Enerpac’s SyncHoist lifting systems are assisting in the assembly of a vacuum vessel for the ITER power project in southern France.
ITER is a collaboration between 35 nations to build the world’s largest tokamak – a cutting-edge system designed to prove the feasibility of generating electricity on a large scale from nuclear fusion rather than fission. It is located on a 180 ha site in Saint-Paul-lez-Durance.
Enerpac’s SyncHoist system is being used to lift 500-tonne vessel sections into an up-ending tool for vessel assembly. The SyncHoist system comprises four double-acting, push-pull cylinders connected to lifting points.
The vacuum vessel comprises nine sections made of special grade stainless steel. Each section is 13 m high, 6.5 m wide and 6.3 m deep. Four 225-tonne capacity SyncHoists assess the centre of gravity for each section prior to the lifting operations.

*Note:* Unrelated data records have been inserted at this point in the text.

//! Dynamic record model.
//!
//! # Responsibility
//! - Hold an attribute map plus eagerly loaded related records.
//! - Serve as the model type of stores that do not map structs.
//!
//! # Invariants
//! - `pk` is `None` until a store assigns it.
//! - `related` only contains relations a store loaded.

use super::{Attributes, Model, ModelError, ModelResult};
use serde::{Deserialize, Serialize};
use serde_json::{Map, Value};
use std::collections::BTreeMap;

/// Attribute name reserved for the primary key.
pub const PK_ATTRIBUTE: &str = "pk";

#[derive(Debug, Clone, Default, PartialEq, Serialize, Deserialize)]
pub struct Record {
    pub pk: Option<i64>,
    pub attrs: Map<String, Value>,
    #[serde(default, skip_serializing_if = "BTreeMap::is_empty")]
    pub related: BTreeMap<String, Record>,
}

impl Record {
    pub fn new() -> Self {
        Self::default()
    }

    /// Builds an unsaved record from attribute pairs.
    pub fn from_attrs<I, K>(attrs: I) -> Self
    where
        I: IntoIterator<Item = (K, Value)>,
        K: Into<String>,
    {
        Self {
            pk: None,
            attrs: attrs.into_iter().map(|(key, value)| (key.into(), value)).collect(),
            related: BTreeMap::new(),
        }
    }

    pub fn with_pk(mut self, pk: i64) -> Self {
        self.pk = Some(pk);
        self
    }

    pub fn with_related(mut self, name: impl Into<String>, record: Record) -> Self {
        self.related.insert(name.into(), record);
        self
    }
}

impl Attributes for Record {
    fn attr(&self, name: &str) -> Option<Value> {
        if name == PK_ATTRIBUTE {
            return self.pk.map(Value::from);
        }
        self.attrs.get(name).cloned()
    }

    fn set_attr(&mut self, name: &str, value: Value) -> ModelResult<()> {
        if name == PK_ATTRIBUTE {
            self.pk = match value {
                Value::Null => None,
                other => Some(other.as_i64().ok_or_else(|| ModelError::InvalidValue {
                    attribute: PK_ATTRIBUTE.to_string(),
                    message: format!("expected integer, got `{other}`"),
                })?),
            };
            return Ok(());
        }
        self.attrs.insert(name.to_string(), value);
        Ok(())
    }

    fn related(&self, name: &str) -> Option<&dyn Attributes> {
        self.related.get(name).map(|record| record as &dyn Attributes)
    }

    fn related_mut(&mut self, name: &str) -> Option<&mut dyn Attributes> {
        self.related
            .get_mut(name)
            .map(|record| record as &mut dyn Attributes)
    }
}

impl Model for Record {
    fn pk(&self) -> Option<i64> {
        self.pk
    }

    fn set_pk(&mut self, pk: i64) {
        self.pk = Some(pk);
    }
}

“SyncHoist allows us to know the load at each lifting point and control the lift precisely with a 1 mm accuracy,” said Jarl Buskop, assembly engineer, sector modules delivery and assembly division at ITER.
In addition to the vacuum vessel sections, the SyncHoist lifting system will be used to lift toroidal magnet field coils for insertion in the vacuum vessel.